**Directions for this task:**
When you output the entries, begin with the first line and end with the line containing "(receive slot); those", keeping each line exactly as it is.

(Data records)
* * * * * * * * *
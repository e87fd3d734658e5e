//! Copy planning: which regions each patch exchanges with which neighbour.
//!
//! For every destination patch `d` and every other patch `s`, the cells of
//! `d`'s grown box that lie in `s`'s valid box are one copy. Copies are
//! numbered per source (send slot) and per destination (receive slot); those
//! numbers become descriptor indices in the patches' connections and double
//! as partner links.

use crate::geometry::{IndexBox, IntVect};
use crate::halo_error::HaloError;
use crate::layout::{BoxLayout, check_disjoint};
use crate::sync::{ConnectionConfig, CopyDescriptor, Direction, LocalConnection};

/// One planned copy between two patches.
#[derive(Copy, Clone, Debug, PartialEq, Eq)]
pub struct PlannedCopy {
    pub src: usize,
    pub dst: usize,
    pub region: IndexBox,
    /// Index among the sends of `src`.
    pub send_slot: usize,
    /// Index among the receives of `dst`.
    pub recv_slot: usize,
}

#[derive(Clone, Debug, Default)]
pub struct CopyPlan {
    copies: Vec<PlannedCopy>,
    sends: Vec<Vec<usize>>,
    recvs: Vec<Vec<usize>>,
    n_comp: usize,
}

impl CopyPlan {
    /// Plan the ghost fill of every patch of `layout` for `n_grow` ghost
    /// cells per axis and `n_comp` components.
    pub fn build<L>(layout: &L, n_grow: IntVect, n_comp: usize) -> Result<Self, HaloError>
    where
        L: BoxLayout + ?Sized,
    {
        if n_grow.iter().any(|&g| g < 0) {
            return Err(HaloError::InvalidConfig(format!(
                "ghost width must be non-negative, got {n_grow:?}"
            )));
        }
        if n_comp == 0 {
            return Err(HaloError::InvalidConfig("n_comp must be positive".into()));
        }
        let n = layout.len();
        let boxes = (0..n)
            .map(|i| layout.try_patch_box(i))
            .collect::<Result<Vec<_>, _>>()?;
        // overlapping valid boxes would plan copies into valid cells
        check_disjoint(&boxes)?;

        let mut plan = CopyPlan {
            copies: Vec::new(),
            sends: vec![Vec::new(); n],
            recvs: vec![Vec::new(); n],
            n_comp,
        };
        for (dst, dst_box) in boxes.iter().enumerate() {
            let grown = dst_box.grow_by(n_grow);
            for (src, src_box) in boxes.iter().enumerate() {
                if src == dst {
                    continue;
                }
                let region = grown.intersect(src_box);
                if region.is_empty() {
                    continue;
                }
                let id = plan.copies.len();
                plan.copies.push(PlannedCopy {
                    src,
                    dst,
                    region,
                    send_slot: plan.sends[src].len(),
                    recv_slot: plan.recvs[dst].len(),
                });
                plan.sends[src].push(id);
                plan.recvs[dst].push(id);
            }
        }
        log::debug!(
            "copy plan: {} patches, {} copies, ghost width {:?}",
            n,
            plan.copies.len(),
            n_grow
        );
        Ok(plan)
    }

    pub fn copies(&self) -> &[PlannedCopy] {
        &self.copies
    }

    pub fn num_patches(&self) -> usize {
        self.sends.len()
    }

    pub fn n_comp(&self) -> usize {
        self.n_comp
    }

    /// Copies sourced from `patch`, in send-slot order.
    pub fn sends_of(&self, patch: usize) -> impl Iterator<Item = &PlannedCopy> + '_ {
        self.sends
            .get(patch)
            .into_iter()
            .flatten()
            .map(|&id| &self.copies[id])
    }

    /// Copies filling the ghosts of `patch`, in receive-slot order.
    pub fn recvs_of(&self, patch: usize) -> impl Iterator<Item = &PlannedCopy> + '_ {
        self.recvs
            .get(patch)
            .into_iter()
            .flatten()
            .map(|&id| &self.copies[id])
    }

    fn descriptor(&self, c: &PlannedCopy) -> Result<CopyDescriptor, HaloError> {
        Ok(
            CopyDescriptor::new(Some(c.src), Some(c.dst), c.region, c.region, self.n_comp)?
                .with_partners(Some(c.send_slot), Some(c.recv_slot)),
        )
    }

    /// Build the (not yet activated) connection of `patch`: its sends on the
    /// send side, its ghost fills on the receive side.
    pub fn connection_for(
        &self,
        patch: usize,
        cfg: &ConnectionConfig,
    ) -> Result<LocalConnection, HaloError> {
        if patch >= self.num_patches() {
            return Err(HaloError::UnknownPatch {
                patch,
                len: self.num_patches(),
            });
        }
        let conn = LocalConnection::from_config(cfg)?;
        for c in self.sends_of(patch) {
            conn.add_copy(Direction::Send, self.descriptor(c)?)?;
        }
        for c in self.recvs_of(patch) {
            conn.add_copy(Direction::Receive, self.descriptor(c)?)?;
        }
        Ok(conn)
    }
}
* * * * * * * * *
**Task solution:**
repository e87fd3d734658e5e
//! Copy planning: which regions each patch exchanges with which neighbour.
//!
//! For every destination patch `d` and every other patch `s`, the cells of
//! `d`'s grown box that lie in `s`'s valid box are one copy. Copies are
//! numbered per source (send slot) and per destination (receive slot); those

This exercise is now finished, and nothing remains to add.